The discussion on the value of electronic documents is often hampered by the fact that one starts from what one is accustomed to in the paper world and attempts to impose that on an electronic environment. The scientific paper as we know it is a paper-based object that obviously can be cast into various technical forms, but intrinsically remains a paper object.

In order to grasp the impact of the current electronic revolution, as well as being able to set out a policy towards the future, we have to abstract from the presentation form and start with the aims and content of scientific communication before we zoom in on a particular presentation form.

We have to step back and analyse what it means to write for an electronic medium and what it means to read material that is stored electronically. In a paper world, writing and reading are very close. Writing for an electronic medium, means an understanding of the full capacities the medium contains. Reading electronic articles on the other hand doesn’t mean reading from a screen. The presentation becomes flexible! In contrast to paper, the electronic media allow a distinct difference in presentation between the author’s favoured presentation and the consumer’s reading practice.

An electronic document is not the electronic version of a traditional paper document with embellishments such as hyperlinks, colour pictures and illustrative animations. An electronic document is a document comprising a variety of different types of information presentations that are brought together by an author in order to present a comprehensive scientific argument. Or to put it in other terms: in an electronic publication, images, animations and so on cease to be illuminating illustrations to the text, but are now semi-independent knowledge representations that together with the text comprise the scientific argument communicated to peer scientists.

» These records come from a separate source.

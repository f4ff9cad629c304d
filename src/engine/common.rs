// src/engine/common.rs
//
// Common utilities shared across engine modules.

use crate::error::{BitmapError, Result};
use std::any::Any;
use std::panic::{catch_unwind, AssertUnwindSafe};
use tracing::error;

/// Run decode or raster work, turning a panic into `InternalPanic`.
///
/// Third-party codecs and resamplers are not trusted to never panic on
/// hostile input; a panic must not cross a pipeline stage boundary.
pub fn run_with_panic_policy<T>(label: &'static str, work: impl FnOnce() -> Result<T>) -> Result<T> {
    match catch_unwind(AssertUnwindSafe(work)) {
        Ok(result) => result,
        Err(payload) => {
            let message = panic_message(payload.as_ref());
            error!(target: "image_bitmap::pipeline", label, %message, "panic captured");
            Err(BitmapError::internal_panic(format!("{label}: {message}")))
        }
    }
}

fn panic_message(payload: &(dyn Any + Send)) -> String {
    if let Some(s) = payload.downcast_ref::<&str>() {
        (*s).to_string()
    } else if let Some(s) = payload.downcast_ref::<String>() {
        s.clone()
    } else {
        "unknown panic payload".to_string()
    }
}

In order to develop new insights in an editorial policy that maintains the essential virtues of the paper document as well as incorporates all the new exciting features, I will firstly discuss the scientific paper as we know it. Subsequently, new ways for knowledge expression are dealt with. In the concluding section, I try to set out some guidelines for the coming period.
 

2. What is a scientific paper?

The necessity of a clear understanding of what a scientific publication actually is, is well formulated as: Publication is the hard currency of science. It is the primary yardstick for establishing priority of discovery, making the status of a publication a critical factor in resolving priority disputes or intellectual property claims. Academic tenure and promotion decisions are based in large part on publication in peer-reviewed journals or scholarly books. To make these decisions fairly and with confidence, scientists and their institutions need assurance of what counts as a legitimate electronic publication.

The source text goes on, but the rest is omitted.